D’altronde, l’artista non ha dimenticato mai le sue origini. Suo padre era un pittore calligrafo e anche un testardo accumulatore di libri (spesso redarguito dalla famiglia perché dissipava i soldi in pagine e pagine da leggere, come scopriamo nel magnifico documentario Sky Ladder). Molti li ha dovuti bruciare con l’avvento della Rivoluzione cinese e Cai, allora bambino, non poté che aiutarlo in quel triste falò.
È così, forse, che dentro di lui ha maturato l’idea delle ceneri da cui far rinascere la vita. La polvere da sparo ha anche una valenza alchemica, di metamorfosi dei piani di realtà.

«ERO ALLA RICERCA di una energia che potesse sconvolgere lo stato delle cose. Volevo viaggiare all’interno della storia dell’arte ritrovandone la naturalezza», dice per spiegare questo suo percorso a ritroso, dentro il Rinascimento italiano. Firenze, del resto, è solo una tappa di un ambizioso progetto in cui rivisiterà con i fuochi d’artificio i cardini della cultura occidentale, tuffandosi nella Grecia antica e nel Medioevo europeo. «Le improvvisazioni sulla tela con la polvere da sparo mi riconsegnano la vera sostanza umana: per quanto civilizzati possiamo essere, rimaniamo animali, con sensibilità, desideri e ormoni. È un istinto selvaggio che si risveglia, la nostra natura originaria».

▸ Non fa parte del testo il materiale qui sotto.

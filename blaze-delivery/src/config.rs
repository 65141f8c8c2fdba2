use blaze_common::{Credentials, TrustPolicy};
use serde::Deserialize;

/// The `verify` section: how sender and domain trust is decided.
#[derive(Debug, Clone, Deserialize)]
pub struct VerifyConfig {
    /// DKIM selector used when a request doesn't name one
    #[serde(default = "default_dkim_selector")]
    pub dkim_selector: String,

    /// Checks a sender's domain must pass before MAIL is accepted
    #[serde(default = "default_sender_policy")]
    pub sender_policy: TrustPolicy,

    /// Checks a domain must pass to be reported as trusted
    #[serde(default = "default_domain_policy")]
    pub domain_policy: TrustPolicy,

    #[serde(default = "default_dns_timeout_secs")]
    pub dns_timeout_secs: u64,
}

fn default_dkim_selector() -> String {
    "default".to_string()
}

const fn default_sender_policy() -> TrustPolicy {
    TrustPolicy::MxOnly
}

const fn default_domain_policy() -> TrustPolicy {
    TrustPolicy::All
}

const fn default_dns_timeout_secs() -> u64 {
    5
}

impl Default for VerifyConfig {
    fn default() -> Self {
        Self {
            dkim_selector: default_dkim_selector(),
            sender_policy: default_sender_policy(),
            domain_policy: default_domain_policy(),
            dns_timeout_secs: default_dns_timeout_secs(),
        }
    }
}

/// An identity the relay authenticates upstream with.
#[derive(Debug, Clone, Default, Deserialize)]
pub struct RelayProfile {
    pub username: String,
    pub password: String,
}

impl RelayProfile {
    #[must_use]
    pub fn credentials(&self) -> Credentials {
        Credentials::new(self.username.as_str(), self.password.as_str())
    }
}

/// The `relay` section.
#[derive(Debug, Clone, Deserialize)]
pub struct RelayConfig {
    /// Upstream host used for verified-sender relaying
    pub host: String,

    #[serde(default = "default_port")]
    pub port: u16,

    /// Host for ordinary relaying; `host` when empty
    #[serde(default)]
    pub destination: String,

    /// Identity for ordinary relaying
    pub default: RelayProfile,

    /// Identity for relaying on behalf of a verified sender
    pub verified: RelayProfile,

    /// Name sent with EHLO
    #[serde(default = "default_hello_name")]
    pub hello_name: String,

    /// Deadline for each step of an upstream exchange
    #[serde(default = "default_command_timeout_secs")]
    pub command_timeout_secs: u64,

    /// Skip certificate verification. Only meant for testing against
    /// self-signed upstreams.
    #[serde(default)]
    pub accept_invalid_certs: bool,
}

const fn default_port() -> u16 {
    465
}

fn default_hello_name() -> String {
    "localhost".to_string()
}

const fn default_command_timeout_secs() -> u64 {
    30
}

#[cfg(test)]
#[allow(clippy::unwrap_used, clippy::expect_used)]
mod tests {
    use pretty_assertions::assert_eq;

    use super::*;

    #[test]
    fn relay_defaults() {
        let config: RelayConfig = ron::from_str(
            r#"(
                host: "smtp.upstream.test",
                default: (username: "relay@upstream.test", password: "one"),
                verified: (username: "verified", password: "two"),
            )"#,
        )
        .unwrap();

        assert_eq!(config.port, 465);
        assert!(config.destination.is_empty());
        assert_eq!(config.hello_name, "localhost");
        assert_eq!(config.command_timeout_secs, 30);
        assert!(!config.accept_invalid_certs);
        assert!(config.verified.credentials().matches("verified", "two"));
    }

    #[test]
    fn verify_policies_by_name() {
        let config: VerifyConfig =
            ron::from_str("(sender_policy: All, domain_policy: Checks([MX, SPF]))").unwrap();

        assert_eq!(config.sender_policy, TrustPolicy::All);
        assert_eq!(config.domain_policy.required().len(), 2);
        assert_eq!(config.dkim_selector, "default");
    }
}
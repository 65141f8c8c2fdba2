use blaze_common::GatewayError;
use blaze_smtp::client::ClientError;
use thiserror::Error;

/// Which step of an upstream exchange failed.
#[derive(Debug, Error)]
pub enum RelayError {
    #[error("Failed to connect to {address}: {source}")]
    Connect {
        address: String,
        #[source]
        source: ClientError,
    },

    #[error("Upstream rejected authentication: {0}")]
    Authentication(#[source] ClientError),

    #[error("{step} failed: {source}")]
    Step {
        step: &'static str,
        #[source]
        source: ClientError,
    },

    #[error("{0} timed out after {1} seconds")]
    Timeout(&'static str, u64),

    #[error("Invalid header {name}: {reason}")]
    Header { name: &'static str, reason: String },
}

impl From<RelayError> for GatewayError {
    fn from(err: RelayError) -> Self {
        match err {
            RelayError::Header { .. } => Self::Validation(err.to_string()),
            RelayError::Authentication(_) => Self::Authentication(err.to_string()),
            RelayError::Step {
                source: ClientError::Rejected { .. } | ClientError::ParseError(_),
                ..
            } => Self::Protocol(err.to_string()),
            RelayError::Connect { .. } | RelayError::Step { .. } | RelayError::Timeout(..) => {
                Self::Network(err.to_string())
            }
        }
    }
}

#[cfg(test)]
mod tests {
    use super::*;

    fn rejected(command: &'static str, code: u16) -> ClientError {
        ClientError::Rejected {
            command,
            code,
            message: "no".to_string(),
        }
    }

    #[test]
    fn classification() {
        let err = RelayError::Step {
            step: "RCPT TO",
            source: rejected("RCPT TO", 550),
        };
        assert!(matches!(GatewayError::from(err), GatewayError::Protocol(_)));

        let err = RelayError::Step {
            step: "DATA",
            source: ClientError::ConnectionClosed,
        };
        assert!(GatewayError::from(err).is_network());

        let err = RelayError::Authentication(rejected("AUTH", 535));
        assert!(matches!(GatewayError::from(err), GatewayError::Authentication(_)));

        assert!(GatewayError::from(RelayError::Timeout("EHLO", 30)).is_network());
    }
}
//! Domain newtype for type safety
//!
//! Wraps domain strings so that an e-mail address or an arbitrary header
//! value can't be passed where a DNS name is expected. Values created through
//! [`Domain::parse`] are normalised (trimmed, lowercased, no trailing dot) and
//! checked against the DNS length and label rules.

use std::{
    fmt::{self, Display},
    ops::Deref,
    sync::Arc,
};

use serde::{Deserialize, Serialize};

use crate::error::GatewayError;

/// Longest textual domain name accepted (RFC 1035, without the trailing dot)
const MAX_DOMAIN_LEN: usize = 253;

/// Longest single label accepted (RFC 1035)
const MAX_LABEL_LEN: usize = 63;

/// A domain name string wrapper
///
/// # Examples
///
/// ```
/// use blaze_common::Domain;
///
/// let domain = Domain::parse(" Mail.Example.COM. ").unwrap();
/// assert_eq!(domain.as_str(), "mail.example.com");
///
/// assert!(Domain::parse("not a domain").is_err());
/// ```
#[derive(Debug, Clone, PartialEq, Eq, Hash, PartialOrd, Ord, Serialize, Deserialize)]
#[serde(transparent)]
#[repr(transparent)]
pub struct Domain(Arc<str>);

impl Domain {
    /// Create a new `Domain` without validation
    ///
    /// Used for values that are already known to be well formed, such as
    /// names produced by the resolver.
    #[must_use]
    pub fn new(s: impl Into<Arc<str>>) -> Self {
        Self(s.into())
    }

    /// Parse and normalise a domain name
    ///
    /// # Errors
    ///
    /// Returns [`GatewayError::Validation`] if the input is empty, too long,
    /// contains an empty or over-long label, or contains characters that
    /// can't appear in a host name.
    pub fn parse(input: &str) -> Result<Self, GatewayError> {
        let trimmed = input.trim();
        let trimmed = trimmed.strip_suffix('.').unwrap_or(trimmed);

        if trimmed.is_empty() {
            return Err(GatewayError::Validation("domain is empty".to_string()));
        }

        if trimmed.len() > MAX_DOMAIN_LEN {
            return Err(GatewayError::Validation(format!(
                "domain exceeds {MAX_DOMAIN_LEN} characters"
            )));
        }

        for label in trimmed.split('.') {
            if label.is_empty() {
                return Err(GatewayError::Validation(format!(
                    "domain '{trimmed}' contains an empty label"
                )));
            }

            if label.len() > MAX_LABEL_LEN {
                return Err(GatewayError::Validation(format!(
                    "domain label '{label}' exceeds {MAX_LABEL_LEN} characters"
                )));
            }

            if label.starts_with('-') || label.ends_with('-') {
                return Err(GatewayError::Validation(format!(
                    "domain label '{label}' may not start or end with '-'"
                )));
            }

            if let Some(bad) = label
                .chars()
                .find(|c| !(c.is_ascii_alphanumeric() || *c == '-' || *c == '_'))
            {
                return Err(GatewayError::Validation(format!(
                    "domain '{trimmed}' contains invalid character {bad:?}"
                )));
            }
        }

        Ok(Self(Arc::from(trimmed.to_ascii_lowercase())))
    }

    #[must_use]
    pub fn as_str(&self) -> &str {
        &self.0
    }

    /// Name of the DKIM key record for `selector` under this domain
    #[must_use]
    pub fn dkim_record(&self, selector: &str) -> String {
        format!("{selector}._domainkey.{}", self.0)
    }

    /// Name of the DMARC policy record for this domain
    #[must_use]
    pub fn dmarc_record(&self) -> String {
        format!("_dmarc.{}", self.0)
    }
}

impl Display for Domain {
    fn fmt(&self, f: &mut fmt::Formatter<'_>) -> fmt::Result {
        f.write_str(&self.0)
    }
}

impl AsRef<str> for Domain {
    fn as_ref(&self) -> &str {
        &self.0
    }
}

impl Deref for Domain {
    type Target = str;

    fn deref(&self) -> &Self::Target {
        &self.0
    }
}

impl From<&str> for Domain {
    fn from(s: &str) -> Self {
        Self(Arc::from(s))
    }
}

impl From<String> for Domain {
    fn from(s: String) -> Self {
        Self(Arc::from(s))
    }
}

#[cfg(test)]
#[allow(clippy::unwrap_used, clippy::expect_used)]
mod tests {
    use super::*;

    #[test]
    fn test_parse_normalises() {
        let domain = Domain::parse("  Example.COM.").unwrap();
        assert_eq!(domain.as_str(), "example.com");
    }

    #[test]
    fn test_parse_rejects_garbage() {
        assert!(Domain::parse("").is_err());
        assert!(Domain::parse("   ").is_err());
        assert!(Domain::parse("example..com").is_err());
        assert!(Domain::parse("exa mple.com").is_err());
        assert!(Domain::parse("-example.com").is_err());
        assert!(Domain::parse("user@example.com").is_err());
        assert!(Domain::parse(&"a".repeat(64)).is_err());
        assert!(Domain::parse(&format!("{}com", "ab.".repeat(90))).is_err());
    }

    #[test]
    fn test_parse_accepts_underscore_labels() {
        assert!(Domain::parse("_dmarc.example.com").is_ok());
        assert!(Domain::parse("localhost").is_ok());
    }

    #[test]
    fn test_record_names() {
        let domain = Domain::parse("example.com").unwrap();
        assert_eq!(domain.dkim_record("default"), "default._domainkey.example.com");
        assert_eq!(domain.dmarc_record(), "_dmarc.example.com");
    }

    #[test]
    fn test_domain_serde() {
        let domain = Domain::new("serde.example.com");
        let serialized = serde_json::to_string(&domain).unwrap();
        assert_eq!(serialized, "\"serde.example.com\"");

        let deserialized: Domain = serde_json::from_str(&serialized).unwrap();
        assert_eq!(deserialized, domain);
    }

    #[test]
    fn test_domain_deref() {
        let domain = Domain::new("deref.example.com");
        assert_eq!(domain.len(), "deref.example.com".len());
        assert!(domain.ends_with(".com"));
    }
}
use core::fmt::{self, Display, Formatter};

use blaze_common::{Address, GatewayError, status::Status};

use crate::{command::Command, session::Reply};

/// Position of an inbound session in the SMTP command sequence.
///
/// Authentication is tracked separately in [`crate::session_state::SessionState`]
/// because RSET and a new transaction never clear it.
#[derive(Debug, Clone, Copy, Default, PartialEq, Eq)]
pub enum State {
    #[default]
    Idle,
    MailSet,
    RecipientsSet,
    Receiving,
    Closed,
}

impl Display for State {
    fn fmt(&self, f: &mut Formatter<'_>) -> fmt::Result {
        f.write_str(match self {
            Self::Idle => "Idle",
            Self::MailSet => "MailSet",
            Self::RecipientsSet => "RecipientsSet",
            Self::Receiving => "Receiving",
            Self::Closed => "Closed",
        })
    }
}

/// Inputs to the session FSM: client commands, and the outcome of work an
/// earlier [`Effect`] asked for.
#[derive(Debug, Clone)]
pub enum Event {
    Command(Command),
    Authenticated(String),
    SenderVerified(Address),
    /// The message was delivered to every recipient
    DataReceived,
    Failed(GatewayError),
}

/// What the session has to do after a transition.
#[derive(Debug, Clone)]
pub enum Effect {
    Reply(Reply),
    /// Report `error` to the client with `status`; the session stays usable
    Reject {
        status: Status,
        error: GatewayError,
    },
    /// Check PLAIN credentials, prompting for them if no initial response
    /// was given
    Authenticate(Option<String>),
    VerifySender(Address),
    /// Send 354 and read the message data
    ReceiveData,
    Close(Reply),
}

impl Effect {
    pub(crate) fn reply(status: Status, text: impl Into<String>) -> Self {
        Self::Reply(Reply::new(status, text))
    }

    pub(crate) fn reject(status: Status, error: GatewayError) -> Self {
        Self::Reject { status, error }
    }
}
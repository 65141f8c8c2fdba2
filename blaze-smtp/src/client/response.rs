use super::error::{ClientError, Result};

/// A complete reply from an SMTP server.
#[derive(Debug, Clone, PartialEq, Eq)]
pub struct Response {
    pub code: u16,
    pub lines: Vec<String>,
}

impl Response {
    #[must_use]
    pub const fn new(code: u16, lines: Vec<String>) -> Self {
        Self { code, lines }
    }

    #[must_use]
    pub fn message(&self) -> String {
        self.lines.join("\n")
    }

    /// 2xx and 3xx replies; 334 and 354 ask the client to carry on.
    #[must_use]
    pub const fn is_success(&self) -> bool {
        self.code >= 200 && self.code < 400
    }

    /// Pass a successful reply through, turning anything else into
    /// [`ClientError::Rejected`] for `command`.
    ///
    /// # Errors
    ///
    /// If the reply is a 4xx or 5xx.
    pub fn ensure(self, command: &'static str) -> Result<Self> {
        if self.is_success() {
            Ok(self)
        } else {
            Err(ClientError::Rejected {
                command,
                code: self.code,
                message: self.message(),
            })
        }
    }

    /// Split one reply line into its code, whether it is the last line, and
    /// its text.
    fn parse_line(line: &str) -> Result<(u16, bool, &str)> {
        let code = line
            .get(..3)
            .and_then(|code| code.parse::<u16>().ok())
            .ok_or_else(|| ClientError::ParseError(format!("Invalid status line: '{line}'")))?;

        match line.as_bytes().get(3) {
            None => Ok((code, true, "")),
            Some(b' ') => Ok((code, true, &line[4..])),
            Some(b'-') => Ok((code, false, &line[4..])),
            Some(c) => Err(ClientError::ParseError(format!(
                "Invalid separator character: '{}'",
                char::from(*c)
            ))),
        }
    }

    /// Parse one reply from the front of `buffer`.
    ///
    /// Returns the reply and the number of bytes it occupied, or `None` if
    /// the buffer doesn't yet hold a complete reply.
    ///
    /// # Errors
    ///
    /// Fails on a malformed line or if the code changes mid-reply.
    pub fn parse(buffer: &[u8]) -> Result<Option<(Self, usize)>> {
        let mut consumed = 0;
        let mut code = None;
        let mut lines = Vec::new();

        while let Some(end) = buffer[consumed..].iter().position(|&b| b == b'\n') {
            let raw = &buffer[consumed..consumed + end];
            consumed += end + 1;

            let raw = raw.strip_suffix(b"\r").unwrap_or(raw);
            if raw.is_empty() {
                continue;
            }

            let (line_code, last, text) = Self::parse_line(std::str::from_utf8(raw)?)?;
            match code {
                None => code = Some(line_code),
                Some(expected) if expected != line_code => {
                    return Err(ClientError::ParseError(format!(
                        "Status code mismatch in multi-line response: expected {expected}, got {line_code}"
                    )));
                }
                Some(_) => {}
            }
            lines.push(text.to_string());

            if last {
                return Ok(code.map(|code| (Self::new(code, lines), consumed)));
            }
        }

        Ok(None)
    }
}
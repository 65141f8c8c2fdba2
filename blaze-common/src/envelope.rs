use chrono::{DateTime, Utc};
use serde::{Deserialize, Serialize};
use ulid::Ulid;

use crate::address::Address;

/// The addressing state of one mail transaction.
///
/// A sender must be set before recipients can be added, and setting a new
/// sender discards the recipients of the previous cycle.
#[derive(Debug, Clone, PartialEq, Eq, Serialize, Deserialize)]
pub struct Envelope {
    session: Ulid,
    received_at: DateTime<Utc>,
    sender: Option<Address>,
    recipients: Vec<Address>,
}

impl Envelope {
    #[must_use]
    pub fn new(session: Ulid) -> Self {
        Self {
            session,
            received_at: Utc::now(),
            sender: None,
            recipients: Vec::new(),
        }
    }

    /// Identifier of the session that owns this envelope
    #[inline]
    #[must_use]
    pub const fn session(&self) -> Ulid {
        self.session
    }

    /// When the current transaction was started
    #[inline]
    #[must_use]
    pub const fn received_at(&self) -> DateTime<Utc> {
        self.received_at
    }

    #[inline]
    #[must_use]
    pub const fn sender(&self) -> Option<&Address> {
        self.sender.as_ref()
    }

    #[inline]
    #[must_use]
    pub fn recipients(&self) -> &[Address] {
        &self.recipients
    }

    /// Set the sender, starting a fresh transaction.
    pub fn set_sender(&mut self, sender: Address) {
        self.sender = Some(sender);
        self.recipients.clear();
        self.received_at = Utc::now();
    }

    /// Append a recipient, returning `false` if no sender has been set yet.
    #[must_use]
    pub fn add_recipient(&mut self, recipient: Address) -> bool {
        if self.sender.is_none() {
            return false;
        }

        self.recipients.push(recipient);
        true
    }

    /// An envelope can carry data once it has a sender and a recipient.
    #[must_use]
    pub fn is_ready(&self) -> bool {
        self.sender.is_some() && !self.recipients.is_empty()
    }

    pub fn clear(&mut self) {
        self.sender = None;
        self.recipients.clear();
    }
}

#[cfg(test)]
#[allow(clippy::unwrap_used, clippy::expect_used)]
mod tests {
    use super::*;

    fn addr(s: &str) -> Address {
        Address::parse(s).unwrap()
    }

    #[test]
    fn recipients_require_sender() {
        let mut envelope = Envelope::new(Ulid::new());
        assert!(!envelope.add_recipient(addr("to@example.com")));
        assert!(envelope.recipients().is_empty());
        assert!(!envelope.is_ready());

        envelope.set_sender(addr("from@example.com"));
        assert!(envelope.add_recipient(addr("to@example.com")));
        assert!(envelope.add_recipient(addr("cc@example.com")));
        assert!(envelope.is_ready());
        assert_eq!(
            envelope.recipients(),
            &[addr("to@example.com"), addr("cc@example.com")]
        );
    }

    #[test]
    fn new_sender_starts_new_cycle() {
        let mut envelope = Envelope::new(Ulid::new());
        envelope.set_sender(addr("first@example.com"));
        assert!(envelope.add_recipient(addr("to@example.com")));

        envelope.set_sender(addr("second@example.com"));
        assert_eq!(envelope.sender(), Some(&addr("second@example.com")));
        assert!(envelope.recipients().is_empty());
    }

    #[test]
    fn clear_keeps_session() {
        let session = Ulid::new();
        let mut envelope = Envelope::new(session);
        envelope.set_sender(addr("from@example.com"));
        envelope.clear();

        assert_eq!(envelope.session(), session);
        assert!(envelope.sender().is_none());
    }
}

NEGLI UFFIZI ha fatto sbocciare di nuovo i fiori del passato, lasciando che i petali vorticassero liberi nell’aria. «I botanici di Boboli hanno ripiantato le specie per me, le hanno fatte ricrescere – racconta l’artista – E quando le ho viste, ho capito che un giardino del Cinquecento era molto diverso dai parchi cui siamo abituati oggi. I fiori erano più primitivi, non addomesticati nelle serre, le loro forme non erano perfette né belle, eppure sprigionavano una loro malia».
Cai Guo Qiang, un po’ come il bulgaro Christo, non ritiene che le sue opere debbano essere imperiture. Molto legato al Giappone (anche il suo direttore tecnico è nipponico, Tatsumi Masatoshi), persegue la poetica dell’impermanenza in tutti i suoi lavori, scava per arrivare all’assenza, inscena leggende e, intanto, sogna. Come con la sua scala di fuoco, tesa tra il mare di un piccolo borgo di pescatori e la notte stellata. Un regalo, quasi un vaneggiamento, per la nonna centenaria, portata con la sedia a rotelle ad assistere al compiersi di quella fantasticheria. Pochi mesi dopo, morirà.